- **What you should do**:
The required output is every line from the beginning of the entries below through the line that includes "are replayed first.", copied exactly.

[Input — start]

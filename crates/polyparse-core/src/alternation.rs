//! The alternation ("or") combinator.
//!
//! Alternation keeps every variant any alternative produces, and it is the
//! node recursive grammars are built around. Each instance memoizes, per
//! line, the variants found so far and whether a search of that line is in
//! flight:
//!
//! 1. Variants already memoized for the line are replayed first.
//! 2. If a search of the line is already running further up the call
//!    stack, the replay is all the caller gets. Self-reference therefore
//!    resolves through the memo instead of re-entering the search.
//! 3. Otherwise the search runs in rounds. Each round asks every
//!    alternative in turn and yields each variant not yet memoized the
//!    moment it is found. Rounds repeat until one adds nothing, which lets
//!    recursive alternatives see the results of earlier rounds and
//!    terminates whenever the set of reachable variants is finite.
//!
//! The in-flight flag is released when the search finishes or when the
//! stream is dropped part way, whichever comes first.
//!
//! A grammar like `X := 'a' | X 'b'` is built in two phases:
//!
//! ```rust
//! use polyparse_core::{ch, Alternation, Grammar};
//!
//! let x = Grammar::new(Alternation::new([ch('a')]));
//! x.add_alternative(x.clone() + ch('b')).unwrap();
//!
//! let full: Vec<_> = x
//!     .parse("ab")
//!     .filter_map(Result::ok)
//!     .filter(|v| v.is_complete())
//!     .collect();
//! assert_eq!(full.len(), 1);
//! ```
//!
//! A recursive rule holds a reference cycle and is never freed on its own.
//! Call [`Grammar::clear_cache`] once a long-lived grammar is done with an
//! input to release the memoized variants.

use std::any::Any;
use std::cell::{Cell, RefCell};
use std::collections::{HashMap, HashSet};
use std::fmt;
use std::hash::{Hash, Hasher};
use std::rc::Rc;

use tracing::{debug, trace};

use crate::combinator::{flatten, fmt_children, same_children};
use crate::error::{ParseError, ParseErrors};
use crate::line::Line;
use crate::parser::{Grammar, Parser, ParserKind};
use crate::variant::{ParseVariant, Variants};

/// Matches any of its alternatives, keeping every distinct variant.
pub struct Alternation {
    alternatives: RefCell<Vec<Grammar>>,
    /// Variants discovered so far, per line, in discovery order.
    memo: RefCell<HashMap<Line, Vec<ParseVariant>>>,
    /// Lines with a search in flight.
    searching: RefCell<HashSet<Line>>,
    /// Re-entrancy guards for walks that may cycle back to this node.
    clearing: Cell<bool>,
    printing: Cell<bool>,
    /// Nodes this one is being compared against, innermost last.
    comparing: RefCell<Vec<*const ()>>,
}

impl Alternation {
    /// Create an alternation, splicing nested alternations and dropping
    /// identity matchers.
    pub fn new<I>(alternatives: I) -> Self
    where
        I: IntoIterator<Item = Grammar>,
    {
        Self {
            alternatives: RefCell::new(flatten(ParserKind::Alternation, alternatives)),
            memo: RefCell::new(HashMap::new()),
            searching: RefCell::new(HashSet::new()),
            clearing: Cell::new(false),
            printing: Cell::new(false),
            comparing: RefCell::new(Vec::new()),
        }
    }

    /// Snapshot of the current alternatives.
    pub fn alternatives(&self) -> Vec<Grammar> {
        self.alternatives.borrow().clone()
    }

    pub fn len(&self) -> usize {
        self.alternatives.borrow().len()
    }

    pub fn is_empty(&self) -> bool {
        self.alternatives.borrow().is_empty()
    }

    /// Append an alternative in place.
    ///
    /// An alternation is spliced in as its alternatives. Every memo reachable
    /// from this node is invalidated, since earlier searches concluded
    /// without the new alternative.
    pub fn add_alternative(&self, alternative: Grammar) {
        let added = flatten(ParserKind::Alternation, [alternative]);
        self.alternatives.borrow_mut().extend(added);
        self.clear_cache();
    }

    /// Number of variants memoized for `line`.
    pub fn cached_variants(&self, line: &Line) -> usize {
        self.memo.borrow().get(line).map_or(0, Vec::len)
    }

    /// Try each alternative once, in declaration order.
    ///
    /// Duplicate variants are dropped and the errors of failing
    /// alternatives are kept as detail on the returned error. Nothing is
    /// memoized and nothing guards against recursion: a grammar that
    /// reaches this node again on the same line recurses without bound. Use
    /// it only on non-recursive grammars.
    pub fn parse_direct(&self, line: impl Into<Line>) -> Result<Vec<ParseVariant>, ParseError> {
        let line = line.into();
        let mut found: Vec<ParseVariant> = Vec::new();
        let mut errors = ParseErrors::new();

        for alternative in self.alternatives() {
            for result in alternative.parse(&line) {
                match result {
                    Ok(variant) => {
                        if !found.contains(&variant) {
                            found.push(variant);
                        }
                    }
                    Err(e) => errors.push(e),
                }
            }
        }

        if found.is_empty() {
            Err(ParseError::alternation(&line).with_steps(vec![errors]))
        } else {
            Ok(found)
        }
    }

    fn replay(&self, line: &Line, index: usize) -> Option<ParseVariant> {
        let memo = self.memo.borrow();
        let variant = memo.get(line)?.get(index)?;
        Some(ParseVariant::new(
            variant.state.clone(),
            line.rebase(&variant.remainder),
        ))
    }

    fn memo_len(&self, line: &Line) -> usize {
        self.cached_variants(line)
    }

    /// Memoize `variant` unless an equal one is already known.
    fn remember(&self, line: &Line, variant: &ParseVariant) -> bool {
        let mut memo = self.memo.borrow_mut();
        let known = memo.entry(line.clone()).or_default();
        if known.contains(variant) {
            false
        } else {
            known.push(variant.clone());
            true
        }
    }

    fn is_searching(&self, line: &Line) -> bool {
        self.searching.borrow().contains(line)
    }

    fn begin_search(&self, line: &Line) {
        self.searching.borrow_mut().insert(line.clone());
    }

    fn end_search(&self, line: &Line) {
        self.searching.borrow_mut().remove(line);
    }
}

impl Parser for Alternation {
    fn parse(self: Rc<Self>, line: Line) -> Variants {
        Box::new(Search::new(self, line))
    }

    fn kind(&self) -> ParserKind {
        ParserKind::Alternation
    }

    fn children(&self) -> Vec<Grammar> {
        self.alternatives()
    }

    fn same_as(&self, other: &dyn Parser) -> bool {
        // Meeting the same pair again while comparing means the cycle
        // matched so far.
        let other_addr = other as *const _ as *const ();
        if self.comparing.borrow().contains(&other_addr) {
            return true;
        }

        self.comparing.borrow_mut().push(other_addr);
        let same = same_children(ParserKind::Alternation, &self.alternatives(), other);
        self.comparing.borrow_mut().pop();
        same
    }

    fn hash_into(&self, mut state: &mut dyn Hasher) {
        // Children are not hashed: they may lead back here.
        ParserKind::Alternation.hash(&mut state);
        self.len().hash(&mut state);
    }

    fn clear_cache(&self) {
        if self.clearing.replace(true) {
            return;
        }

        debug!(alternatives = self.len(), "clearing alternation cache");
        self.memo.borrow_mut().clear();
        self.searching.borrow_mut().clear();

        for alternative in self.alternatives() {
            alternative.clear_cache();
        }

        self.clearing.set(false);
    }

    fn write_text(&self, _out: &mut String) {}

    fn as_any(&self) -> &dyn Any {
        self
    }
}

impl fmt::Display for Alternation {
    fn fmt(&self, f: &mut fmt::Formatter<'_>) -> fmt::Result {
        if self.printing.replace(true) {
            return f.write_str("<recursive>");
        }
        let result = fmt_children(f, &self.alternatives(), "|");
        self.printing.set(false);
        result
    }
}

enum Stage {
    Replay,
    Search,
    Finished,
}

/// One lazy evaluation of an alternation against one line.
struct Search {
    node: Rc<Alternation>,
    line: Line,
    stage: Stage,
    /// Next memo index to replay.
    replayed: usize,
    /// Whether this evaluation owns the in-flight flag for `line`.
    holds_flag: bool,
    yielded: bool,
    round: usize,
    round_start: usize,
    pending: Vec<Grammar>,
    current: Option<Variants>,
}

impl Search {
    fn new(node: Rc<Alternation>, line: Line) -> Self {
        Self {
            node,
            line,
            stage: Stage::Replay,
            replayed: 0,
            holds_flag: false,
            yielded: false,
            round: 0,
            round_start: 0,
            pending: Vec::new(),
            current: None,
        }
    }

    fn start_round(&mut self) {
        self.round += 1;
        self.round_start = self.node.memo_len(&self.line);
        let mut pending = self.node.alternatives();
        pending.reverse();
        self.pending = pending;
        trace!(
            offset = self.line.offset(),
            round = self.round,
            known = self.round_start,
            "alternation round"
        );
    }

    fn release(&mut self) {
        if self.holds_flag {
            self.node.end_search(&self.line);
            self.holds_flag = false;
        }
        self.current = None;
        self.pending.clear();
    }

    fn finish(&mut self) -> Option<Result<ParseVariant, ParseError>> {
        self.release();
        self.stage = Stage::Finished;
        if self.yielded {
            None
        } else {
            Some(Err(ParseError::alternation(&self.line)))
        }
    }
}

impl Iterator for Search {
    type Item = Result<ParseVariant, ParseError>;

    fn next(&mut self) -> Option<Self::Item> {
        loop {
            match self.stage {
                Stage::Replay => {
                    if let Some(variant) = self.node.replay(&self.line, self.replayed) {
                        self.replayed += 1;
                        self.yielded = true;
                        return Some(Ok(variant));
                    }
                    if self.node.is_searching(&self.line) {
                        return self.finish();
                    }
                    self.node.begin_search(&self.line);
                    self.holds_flag = true;
                    self.stage = Stage::Search;
                    self.start_round();
                }
                Stage::Search => {
                    if let Some(current) = self.current.as_mut() {
                        match current.next() {
                            Some(Ok(variant)) => {
                                if self.node.remember(&self.line, &variant) {
                                    self.yielded = true;
                                    return Some(Ok(variant));
                                }
                            }
                            // A failing alternative does not fail the round
                            Some(Err(_)) => self.current = None,
                            None => self.current = None,
                        }
                        continue;
                    }

                    if let Some(alternative) = self.pending.pop() {
                        self.current = Some(alternative.parse(&self.line));
                        continue;
                    }

                    if self.node.memo_len(&self.line) == self.round_start {
                        return self.finish();
                    }
                    self.start_round();
                }
                Stage::Finished => return None,
            }
        }
    }
}

impl Drop for Search {
    fn drop(&mut self) {
        self.release();
    }
}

[Input — finish]

- **Completed exercise**:
filename crates/polyparse-core/src/alternation.rs
//! The alternation ("or") combinator.
//!
//! Alternation keeps every variant any alternative produces, and it is the
//! node recursive grammars are built around. Each instance memoizes, per
//! line, the variants found so far and whether a search of that line is in
//! flight:
//!
//! 1. Variants already memoized for the line are replayed first.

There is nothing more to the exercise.